Task requirements:
Please report each line of the data below that contains "MolidError".

- - - - - - -

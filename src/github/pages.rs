use anyhow::Result;
use futures::stream::{self, Stream};
use tracing::info;

use serde_json::Value;

use crate::github::GistApi;

/// Page size requested from the listing endpoint
pub const PER_PAGE: u32 = 100;

/// Lazily pages through a user's gists, starting at page 1.
///
/// Each poll issues at most one request. The stream ends on the first empty
/// page (which is not yielded) or right after yielding an error.
pub fn gist_pages<'a, A>(api: &'a A, username: &'a str) -> impl Stream<Item = Result<Vec<Value>>> + 'a
where
    A: GistApi + ?Sized,
{
    stream::try_unfold(1u32, move |page| next_page(api, username, page))
}

async fn next_page<A>(api: &A, username: &str, page: u32) -> Result<Option<(Vec<Value>, u32)>>
where
    A: GistApi + ?Sized,
{
    let gists = api.list_gists(username, page, PER_PAGE).await?;
    if gists.is_empty() {
        return Ok(None);
    }

    info!("Fetched page {} with {} gists", page, gists.len());
    Ok(Some((gists, page + 1)))
}

#[cfg(test)]
mod tests {
    use super::*;
    use anyhow::anyhow;
    use async_trait::async_trait;
    use futures::{StreamExt, TryStreamExt};
    use std::sync::Mutex;

    /// Serves a fixed number of non-empty pages, optionally failing on one
    struct Paged {
        pages: u32,
        fail_on: Option<u32>,
        requested: Mutex<Vec<(u32, u32)>>,
    }

    impl Paged {
        fn new(pages: u32, fail_on: Option<u32>) -> Self {
            Self {
                pages,
                fail_on,
                requested: Mutex::new(Vec::new()),
            }
        }
    }

    #[async_trait]
    impl GistApi for Paged {
        async fn list_gists(&self, _user: &str, page: u32, per_page: u32) -> Result<Vec<Value>> {
            self.requested.lock().unwrap().push((page, per_page));
            if self.fail_on == Some(page) {
                return Err(anyhow!("boom"));
            }
            if page > self.pages {
                return Ok(Vec::new());
            }
            Ok(vec![serde_json::json!({}); 2])
        }

        async fn fetch_raw(&self, _url: &str) -> Result<String> {
            unreachable!()
        }
    }

    #[tokio::test]
    async fn stops_at_first_empty_page() {
        let api = Paged::new(3, None);
        let pages: Vec<Vec<Value>> = gist_pages(&api, "octocat").try_collect().await.unwrap();

        assert_eq!(pages.len(), 3);
        assert_eq!(
            *api.requested.lock().unwrap(),
            [(1, PER_PAGE), (2, PER_PAGE), (3, PER_PAGE), (4, PER_PAGE)]
        );
    }

    #[tokio::test]
    async fn empty_account_yields_nothing() {
        let api = Paged::new(0, None);
        let pages: Vec<_> = gist_pages(&api, "nobody").collect().await;
        assert!(pages.is_empty());
    }

    #[tokio::test]
    async fn error_ends_the_stream() {
        let api = Paged::new(5, Some(2));
        let items: Vec<Result<Vec<Value>>> = gist_pages(&api, "octocat").collect().await;

        assert_eq!(items.len(), 2);
        assert!(items[0].is_ok());
        assert!(items[1].is_err());
        assert_eq!(api.requested.lock().unwrap().len(), 2);
    }

    #[tokio::test]
    async fn is_lazy() {
        let api = Paged::new(5, None);
        let stream = gist_pages(&api, "octocat");
        futures::pin_mut!(stream);

        assert!(api.requested.lock().unwrap().is_empty());
        stream.next().await;
        assert_eq!(api.requested.lock().unwrap().len(), 1);
    }
}
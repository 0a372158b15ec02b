//! Drives a full migration: page through gists, convert them, save the result

use anyhow::Result;
use futures::TryStreamExt;
use tracing::{error, info};

use crate::convert::GistConverter;
use crate::github::{GistApi, gist_pages};
use crate::models::{DatabaseSink, LanguageCatalog, SnippetDatabase};

/// Counts reported once a migration has been written
#[derive(Debug, Clone, PartialEq, Eq)]
pub struct MigrationSummary {
    pub folders: usize,
    pub tags: usize,
    pub snippets: usize,
    /// Where the database went
    pub destination: String,
}

impl MigrationSummary {
    pub fn of(db: &SnippetDatabase, destination: String) -> Self {
        Self {
            folders: db.folders.len(),
            tags: db.tags.len(),
            snippets: db.snippets.len(),
            destination,
        }
    }
}

/// Converts every gist of `username`, in page order then in-page order.
///
/// A failing page request aborts the whole collection. A failing gist only
/// drops that gist.
pub async fn collect_snippets<A>(
    api: &A,
    catalog: &LanguageCatalog,
    username: &str,
) -> Result<SnippetDatabase>
where
    A: GistApi + ?Sized,
{
    let converter = GistConverter::new(api, catalog);
    let mut db = SnippetDatabase::new();

    let pages = gist_pages(api, username);
    futures::pin_mut!(pages);

    while let Some(page) = pages.try_next().await? {
        for raw in &page {
            if let Some(snippet) = converter.convert(raw, &mut db).await {
                db.snippets.push(snippet);
            }
        }
    }

    Ok(db)
}

/// Collects all snippets and hands them to `sink` in one piece.
/// Nothing is saved unless every page was fetched.
pub async fn run_migration<A, S>(
    api: &A,
    catalog: &LanguageCatalog,
    username: &str,
    sink: &S,
) -> Result<MigrationSummary>
where
    A: GistApi + ?Sized,
    S: DatabaseSink + ?Sized,
{
    let db = match collect_snippets(api, catalog, username).await {
        Ok(db) => db,
        Err(e) => {
            error!("Failed to process snippets: {:#}", e);
            return Err(e);
        }
    };

    if let Err(e) = sink.save_database(&db) {
        error!("Failed to save snippets: {:#}", e);
        return Err(e);
    }

    let summary = MigrationSummary::of(&db, sink.destination());
    info!(
        "All snippets processed and saved to {}: {} folders, {} tags, {} snippets",
        summary.destination, summary.folders, summary.tags, summary.snippets
    );

    Ok(summary)
}
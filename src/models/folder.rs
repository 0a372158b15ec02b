use serde::{Deserialize, Serialize};
use std::collections::HashMap;

use crate::models::id::ShortIds;
use crate::models::language::ProgrammingLanguage;
use crate::models::now_millis;

/// A folder groups snippets that share an inferred language
#[derive(Debug, Clone, PartialEq, Eq, Serialize, Deserialize)]
#[serde(rename_all = "camelCase")]
pub struct Folder {
    pub id: String,
    /// Display name of the language
    pub name: String,
    /// Extension of the language, e.g. `py`
    pub default_language: String,
    /// Folders are flat, this is always `None`
    pub parent_id: Option<String>,
    pub is_open: bool,
    pub is_system: bool,
    pub created_at: i64,
    pub updated_at: i64,
    /// 1-based position in discovery order
    pub index: usize,
}

impl Folder {
    pub fn new(id: String, language: &ProgrammingLanguage, index: usize) -> Self {
        let now = now_millis();
        Self {
            id,
            name: language.name.clone(),
            default_language: language.extension.clone(),
            parent_id: None,
            is_open: false,
            is_system: false,
            created_at: now,
            updated_at: now,
            index,
        }
    }
}

/// Folders created during a migration, one per language name
#[derive(Debug, Default)]
pub struct FolderRegistry {
    folders: Vec<Folder>,
    by_name: HashMap<String, usize>,
    ids: ShortIds,
}

impl FolderRegistry {
    pub fn new() -> Self {
        Self::default()
    }

    /// Returns the id of the folder for this language, creating it if needed
    pub fn get_or_create_folder(&mut self, language: &ProgrammingLanguage) -> String {
        if let Some(&idx) = self.by_name.get(&language.name) {
            return self.folders[idx].id.clone();
        }

        let folder = Folder::new(self.ids.next_id(), language, self.folders.len() + 1);
        let id = folder.id.clone();
        self.by_name.insert(folder.name.clone(), self.folders.len());
        self.folders.push(folder);

        id
    }

    pub fn get(&self, id: &str) -> Option<&Folder> {
        self.folders.iter().find(|f| f.id == id)
    }

    pub fn folders(&self) -> &[Folder] {
        &self.folders
    }

    pub fn len(&self) -> usize {
        self.folders.len()
    }

    pub fn is_empty(&self) -> bool {
        self.folders.is_empty()
    }
}
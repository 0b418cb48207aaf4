use std::collections::HashMap;
use std::time::Duration;

use assert_matches::assert_matches;
use camino::{Utf8Path, Utf8PathBuf};

use molid::app::{ConfigSetting, update_config};
use molid::config::{Config, ConfigLoader, DefaultPaths, HttpSettings, apply_env_overrides};
use molid::domain::{SearchMode, Strategy};
use molid::error::MolidError;

fn env(pairs: &[(&str, &str)]) -> impl Fn(&str) -> Option<String> {
    let vars: HashMap<String, String> = pairs
        .iter()
        .map(|(k, v)| (k.to_string(), v.to_string()))
        .collect();
    move |key| vars.get(key).cloned()
}

#[test]
fn file_values_override_defaults() {
    let config = Config {
        master_db: Some("/data/master.db".to_string()),
        mode: Some("bulk-only".to_string()),
        max_files: Some(3),
        min_free_gb: Some(0),
        http: Some(HttpSettings {
            retries: Some(1),
            ..HttpSettings::default()
        }),
        ..Config::default()
    };
    let defaults = DefaultPaths::rooted(Utf8Path::new("/home/user"));
    let resolved = ConfigLoader::resolve_config(config, &defaults).unwrap();

    assert_eq!(resolved.master_db, Utf8PathBuf::from("/data/master.db"));
    assert_eq!(
        resolved.cache_db,
        Utf8PathBuf::from("/home/user/data/cache/pubchem_cache.db")
    );
    assert_eq!(resolved.mode, SearchMode::Single(Strategy::BulkOnly));
    assert_eq!(resolved.max_files, Some(3));
    assert_eq!(resolved.min_free_bytes, 0);
    assert_eq!(resolved.http.retries, 1);
    assert_eq!(resolved.http.timeout, Duration::from_secs(35));
}

#[test]
fn environment_overrides_file() {
    let mut config = Config {
        mode: Some("cache-only".to_string()),
        ..Config::default()
    };
    apply_env_overrides(
        &mut config,
        env(&[
            ("MOLID_MODE", "auto"),
            ("MOLID_AUTO_PRIORITY", "cache-only, remote-only"),
            ("MOLID_CACHE_DB", "  "),
            ("MOLID_HTTP_TIMEOUT_SECS", "5"),
        ]),
    )
    .unwrap();
    assert_eq!(config.cache_db, None);

    let defaults = DefaultPaths::rooted(Utf8Path::new("/srv"));
    let resolved = ConfigLoader::resolve_config(config, &defaults).unwrap();
    assert_eq!(
        resolved.mode,
        SearchMode::Auto(vec![Strategy::CacheOnly, Strategy::RemoteOnly])
    );
    assert_eq!(resolved.http.timeout, Duration::from_secs(5));
}

#[test]
fn call_time_auto_keeps_configured_priority() {
    let config = Config {
        mode: Some("cache-only".to_string()),
        auto_priority: Some(vec!["remote-with-cache".to_string(), "bulk-only".to_string()]),
        ..Config::default()
    };
    let defaults = DefaultPaths::rooted(Utf8Path::new("/srv"));
    let resolved = ConfigLoader::resolve_config(config, &defaults).unwrap();
    assert_eq!(resolved.mode, SearchMode::Single(Strategy::CacheOnly));

    let configured = SearchMode::Auto(vec![Strategy::RemoteWithCache, Strategy::BulkOnly]);
    assert_eq!(resolved.parse_mode("auto").unwrap(), configured);
    assert_eq!(resolved.parse_mode(" Auto ").unwrap(), configured);
    assert_eq!(
        resolved.parse_mode("remote-only").unwrap(),
        SearchMode::Single(Strategy::RemoteOnly)
    );
    assert_matches!(resolved.parse_mode("later"), Err(MolidError::InvalidMode(_)));

    let plain = ConfigLoader::resolve_config(Config::default(), &defaults).unwrap();
    assert_eq!(plain.parse_mode("auto").unwrap(), SearchMode::default());
}

#[test]
fn invalid_environment_values_are_rejected() {
    let mut config = Config::default();
    assert_matches!(
        apply_env_overrides(&mut config, env(&[("MOLID_MAX_FILES", "many")])),
        Err(MolidError::ConfigParse(_))
    );

    let config = Config {
        mode: Some("whenever".to_string()),
        ..Config::default()
    };
    let defaults = DefaultPaths::rooted(Utf8Path::new("/srv"));
    assert_matches!(
        ConfigLoader::resolve_config(config, &defaults),
        Err(MolidError::InvalidMode(_))
    );
}

#[test]
fn explicit_config_must_exist() {
    let temp = tempfile::tempdir().unwrap();
    let missing = temp.path().join("nope.json");
    assert_matches!(
        ConfigLoader::resolve(missing.to_str()),
        Err(MolidError::MissingConfig(_))
    );
}

#[test]
fn settings_round_trip_and_keep_other_keys() {
    let temp = tempfile::tempdir().unwrap();
    let path = Utf8PathBuf::from_path_buf(temp.path().join("conf").join("molid.json")).unwrap();

    update_config(&path, ConfigSetting::CacheDb("/tmp/cache.db".to_string())).unwrap();
    let saved = update_config(&path, ConfigSetting::Mode("online-only".to_string())).unwrap();
    assert_eq!(saved.schema_version, Some(1));

    let loaded = ConfigLoader::load(&path).unwrap();
    assert_eq!(loaded.cache_db.as_deref(), Some("/tmp/cache.db"));
    assert_eq!(loaded.mode.as_deref(), Some("remote-only"));
    assert!(!path.with_extension("json.tmp").exists());

    assert_matches!(
        update_config(&path, ConfigSetting::Mode("eventually".to_string())),
        Err(MolidError::InvalidMode(_))
    );
    assert_eq!(
        ConfigLoader::load(&path).unwrap().mode.as_deref(),
        Some("remote-only")
    );
}

#[test]
fn malformed_file_is_a_parse_error() {
    let temp = tempfile::tempdir().unwrap();
    let path = Utf8PathBuf::from_path_buf(temp.path().join("molid.json")).unwrap();
    std::fs::write(&path, "{ not json").unwrap();
    assert_matches!(ConfigLoader::load(&path), Err(MolidError::ConfigParse(_)));
}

- - - - - - -

Solution for this exercise:
use molid::error::MolidError;
    assert_matches!(resolved.parse_mode("later"), Err(MolidError::InvalidMode(_)));
        Err(MolidError::ConfigParse(_))
        Err(MolidError::InvalidMode(_))
        Err(MolidError::MissingConfig(_))
        Err(MolidError::InvalidMode(_))
    assert_matches!(ConfigLoader::load(&path), Err(MolidError::ConfigParse(_)));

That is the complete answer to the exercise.